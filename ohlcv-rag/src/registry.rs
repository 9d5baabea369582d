//! The table of known vector store backends.
//!
//! [`AdapterRegistry`] maps a store key such as `"qdrant"` to an async
//! constructor and a static [`StoreInfo`] descriptor. The default registry
//! holds every backend compiled into the crate, so the list of supported
//! stores is explicit and enumerable, and callers can compare backend
//! capabilities before constructing one.

use std::collections::BTreeMap;
use std::sync::Arc;

use futures::future::BoxFuture;
use serde::de::DeserializeOwned;
use serde_json::Value;
use tracing::debug;

use crate::error::{RagError, Result};
use crate::flat::{self, FlatIndexAdapter, FlatIndexConfig};
use crate::inmemory::{self, InMemoryAdapter, MemoryConfig};
use crate::vectorstore::{AdapterContext, StoreInfo, VectorStoreAdapter};

/// Future returned by an [`AdapterConstructor`].
pub type AdapterFuture = BoxFuture<'static, Result<Arc<dyn VectorStoreAdapter>>>;

/// Builds an adapter from its context and the backend's raw JSON config.
pub type AdapterConstructor = fn(AdapterContext, Value) -> AdapterFuture;

/// Deserialize a backend config. `null` means "all defaults".
pub fn parse_config<T: DeserializeOwned>(store_type: &str, config: Value) -> Result<T> {
    let config = if config.is_null() { Value::Object(Default::default()) } else { config };
    serde_json::from_value(config).map_err(|e| {
        RagError::ConfigError(format!("invalid config for store '{store_type}': {e}"))
    })
}

fn memory(context: AdapterContext, config: Value) -> AdapterFuture {
    Box::pin(async move {
        let config: MemoryConfig = parse_config("memory", config)?;
        let adapter: Arc<dyn VectorStoreAdapter> =
            Arc::new(InMemoryAdapter::from_config(context, config));
        Ok(adapter)
    })
}

fn flat_index(context: AdapterContext, config: Value) -> AdapterFuture {
    Box::pin(async move {
        let config: FlatIndexConfig = parse_config("flat", config)?;
        let adapter: Arc<dyn VectorStoreAdapter> =
            Arc::new(FlatIndexAdapter::open(context, config).await?);
        Ok(adapter)
    })
}

#[cfg(feature = "qdrant")]
fn qdrant(context: AdapterContext, config: Value) -> AdapterFuture {
    Box::pin(async move {
        let config: crate::qdrant::QdrantConfig = parse_config("qdrant", config)?;
        let adapter: Arc<dyn VectorStoreAdapter> =
            Arc::new(crate::qdrant::QdrantAdapter::connect(context, config).await?);
        Ok(adapter)
    })
}

#[cfg(feature = "pgvector")]
fn pgvector(context: AdapterContext, config: Value) -> AdapterFuture {
    Box::pin(async move {
        let config: crate::pgvector::PgVectorConfig = parse_config("pgvector", config)?;
        let adapter: Arc<dyn VectorStoreAdapter> =
            Arc::new(crate::pgvector::PgVectorAdapter::connect(context, config).await?);
        Ok(adapter)
    })
}

#[derive(Clone, Copy)]
struct Registration {
    info: StoreInfo,
    constructor: AdapterConstructor,
}

/// A map from store key to adapter constructor and descriptor.
///
/// Keys are case-insensitive. Aliases resolve to a canonical key.
///
/// # Example
///
/// ```rust,ignore
/// use ohlcv_rag::AdapterRegistry;
///
/// let registry = AdapterRegistry::default();
/// assert!(registry.available_stores().contains(&"memory".to_string()));
/// assert_eq!(registry.resolve("FAISS")?, "flat");
/// assert!(registry.store_info("flat")?.capabilities.persistent);
/// ```
#[derive(Clone)]
pub struct AdapterRegistry {
    stores: BTreeMap<String, Registration>,
    aliases: BTreeMap<String, String>,
}

impl AdapterRegistry {
    /// An empty registry.
    pub fn empty() -> Self {
        Self { stores: BTreeMap::new(), aliases: BTreeMap::new() }
    }

    /// Register a backend under `key`, replacing any previous one.
    pub fn register(
        &mut self,
        key: impl Into<String>,
        info: StoreInfo,
        constructor: AdapterConstructor,
    ) -> &mut Self {
        self.stores.insert(key.into().to_lowercase(), Registration { info, constructor });
        self
    }

    /// Make `alias` resolve to `key`.
    pub fn register_alias(
        &mut self,
        alias: impl Into<String>,
        key: impl Into<String>,
    ) -> &mut Self {
        self.aliases.insert(alias.into().to_lowercase(), key.into().to_lowercase());
        self
    }

    /// Canonical keys, sorted.
    pub fn available_stores(&self) -> Vec<String> {
        self.stores.keys().cloned().collect()
    }

    /// Descriptor of the backend registered under `store_type` or an alias.
    ///
    /// # Errors
    ///
    /// Returns [`RagError::UnknownStore`] listing the valid keys.
    pub fn store_info(&self, store_type: &str) -> Result<StoreInfo> {
        let key = self.resolve(store_type)?;
        Ok(self.stores[key].info)
    }

    /// Descriptors of every registered backend, keyed by canonical key.
    pub fn all_stores_info(&self) -> BTreeMap<String, StoreInfo> {
        self.stores.iter().map(|(key, registration)| (key.clone(), registration.info)).collect()
    }

    /// Whether `store_type` (or an alias of it) is registered.
    pub fn contains(&self, store_type: &str) -> bool {
        self.resolve(store_type).is_ok()
    }

    /// Resolve a key or alias to its canonical key.
    ///
    /// # Errors
    ///
    /// Returns [`RagError::UnknownStore`] listing the valid keys.
    pub fn resolve(&self, store_type: &str) -> Result<&str> {
        let lowered = store_type.to_lowercase();
        let key = self.aliases.get(&lowered).unwrap_or(&lowered);
        self.stores.get_key_value(key).map(|(k, _)| k.as_str()).ok_or_else(|| {
            RagError::UnknownStore {
                store_type: store_type.to_string(),
                available: self.available_stores(),
            }
        })
    }

    /// Construct the adapter registered under `store_type`.
    pub async fn create(
        &self,
        store_type: &str,
        context: AdapterContext,
        config: Value,
    ) -> Result<Arc<dyn VectorStoreAdapter>> {
        let key = self.resolve(store_type)?;
        let constructor = self.stores[key].constructor;
        debug!(store_type = key, collection = %context.collection_name, "constructing adapter");
        constructor(context, config).await
    }
}

impl Default for AdapterRegistry {
    /// Every backend compiled into this build.
    fn default() -> Self {
        let mut registry = Self::empty();
        registry
            .register("memory", inmemory::STORE_INFO, memory)
            .register_alias("inmemory", "memory");
        registry.register("flat", flat::STORE_INFO, flat_index).register_alias("faiss", "flat");
        #[cfg(feature = "qdrant")]
        registry.register("qdrant", crate::qdrant::STORE_INFO, qdrant);
        #[cfg(feature = "pgvector")]
        registry.register("pgvector", crate::pgvector::STORE_INFO, pgvector);
        registry
    }
}

impl std::fmt::Debug for AdapterRegistry {
    fn fmt(&self, f: &mut std::fmt::Formatter<'_>) -> std::fmt::Result {
        f.debug_struct("AdapterRegistry")
            .field("stores", &self.available_stores())
            .field("aliases", &self.aliases)
            .finish()
    }
}

#[cfg(test)]
mod tests {
    use serde_json::json;

    use super::*;

    #[test]
    fn default_registry_lists_embedded_backends() {
        let registry = AdapterRegistry::default();
        let stores = registry.available_stores();
        assert!(stores.contains(&"memory".to_string()));
        assert!(stores.contains(&"flat".to_string()));
        assert!(!stores.contains(&"faiss".to_string()));
        let mut sorted = stores.clone();
        sorted.sort();
        assert_eq!(stores, sorted);
    }

    #[test]
    fn aliases_and_case_resolve() {
        let registry = AdapterRegistry::default();
        assert_eq!(registry.resolve("FAISS").unwrap(), "flat");
        assert_eq!(registry.resolve("InMemory").unwrap(), "memory");
        assert_eq!(registry.resolve("memory").unwrap(), "memory");
    }

    #[test]
    fn unknown_store_lists_valid_keys() {
        let err = AdapterRegistry::default().resolve("chromadb").unwrap_err();
        let message = err.to_string();
        assert!(message.contains("chromadb"));
        assert!(message.contains("memory"));
        assert!(message.contains("flat"));
    }

    #[test]
    fn store_info_is_available_without_constructing() {
        let registry = AdapterRegistry::default();
        let flat = registry.store_info("FAISS").unwrap();
        assert_eq!(flat.name, "Flat index");
        assert!(flat.capabilities.persistent);
        assert!(!flat.capabilities.supports_updates);
        assert!(!registry.store_info("memory").unwrap().capabilities.persistent);
        assert!(registry.store_info("chromadb").is_err());

        let all = registry.all_stores_info();
        assert_eq!(all.keys().cloned().collect::<Vec<_>>(), registry.available_stores());
        assert!(all.values().all(|info| info.capabilities.supports_filtering));
    }

    #[test]
    fn config_rejects_unknown_fields() {
        assert!(parse_config::<MemoryConfig>("memory", json!({"bogus": 1})).is_err());
        assert!(parse_config::<MemoryConfig>("memory", Value::Null).is_ok());
        let flat: FlatIndexConfig =
            parse_config("flat", json!({"persist_directory": "/tmp/index"})).unwrap();
        assert!(flat.persist_directory.is_some());
    }
}
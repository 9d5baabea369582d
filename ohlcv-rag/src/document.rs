//! Data types for indexed documents and search results.

use std::collections::HashMap;

use serde::{Deserialize, Serialize};
use serde_json::Value;

/// Metadata attached to a document: ticker, date range, trend label,
/// volatility, average volume, indicator averages and so on.
pub type Metadata = HashMap<String, Value>;

/// A window summary ready to be indexed.
#[derive(Debug, Clone, Serialize, Deserialize, PartialEq)]
pub struct Document {
    /// The text that gets embedded.
    pub text: String,
    /// Key-value metadata used for filtering and ranking.
    #[serde(default)]
    pub metadata: Metadata,
}

impl Document {
    /// Create a document with no metadata.
    pub fn new(text: impl Into<String>) -> Self {
        Self { text: text.into(), metadata: Metadata::new() }
    }

    /// Add a single metadata field.
    pub fn with_field(mut self, key: impl Into<String>, value: impl Into<Value>) -> Self {
        self.metadata.insert(key.into(), value.into());
        self
    }
}

/// A document as stored in a collection, looked up by id.
#[derive(Debug, Clone, Serialize, Deserialize, PartialEq)]
pub struct IndexedDocument {
    /// The document identifier.
    pub id: String,
    /// The document text.
    pub text: String,
    /// The document metadata.
    pub metadata: Metadata,
}

/// A retrieved document with its unified similarity score.
///
/// `score` is always a similarity in `[0, 1]` (higher is more relevant),
/// never a raw backend distance.
#[derive(Debug, Clone, Serialize, Deserialize, PartialEq)]
pub struct SearchResult {
    /// The document identifier.
    pub id: String,
    /// The document text.
    pub document: String,
    /// The document metadata.
    pub metadata: Metadata,
    /// Similarity score in `[0, 1]`.
    pub score: f32,
    /// Multi-factor score assigned by the result ranker, if reranked.
    #[serde(default, skip_serializing_if = "Option::is_none")]
    pub ranking_score: Option<f32>,
}

impl SearchResult {
    /// Create a result without a ranking score.
    pub fn new(
        id: impl Into<String>,
        document: impl Into<String>,
        metadata: Metadata,
        score: f32,
    ) -> Self {
        Self { id: id.into(), document: document.into(), metadata, score, ranking_score: None }
    }

    /// Look up a string metadata field.
    pub fn metadata_str(&self, key: &str) -> Option<&str> {
        self.metadata.get(key).and_then(Value::as_str)
    }
}

/// Sort results by descending score, breaking ties by id so output does
/// not depend on hash map iteration order.
pub(crate) fn sort_by_score(results: &mut [SearchResult]) {
    results.sort_by(|a, b| {
        b.score
            .partial_cmp(&a.score)
            .unwrap_or(std::cmp::Ordering::Equal)
            .then_with(|| a.id.cmp(&b.id))
    });
}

━━━━━━━━━━

#### Exercise
From the entries, report every line in which the string "empty" occurs.

#### Result for this task
    /// An empty registry.
    pub fn empty() -> Self {
        let mut registry = Self::empty();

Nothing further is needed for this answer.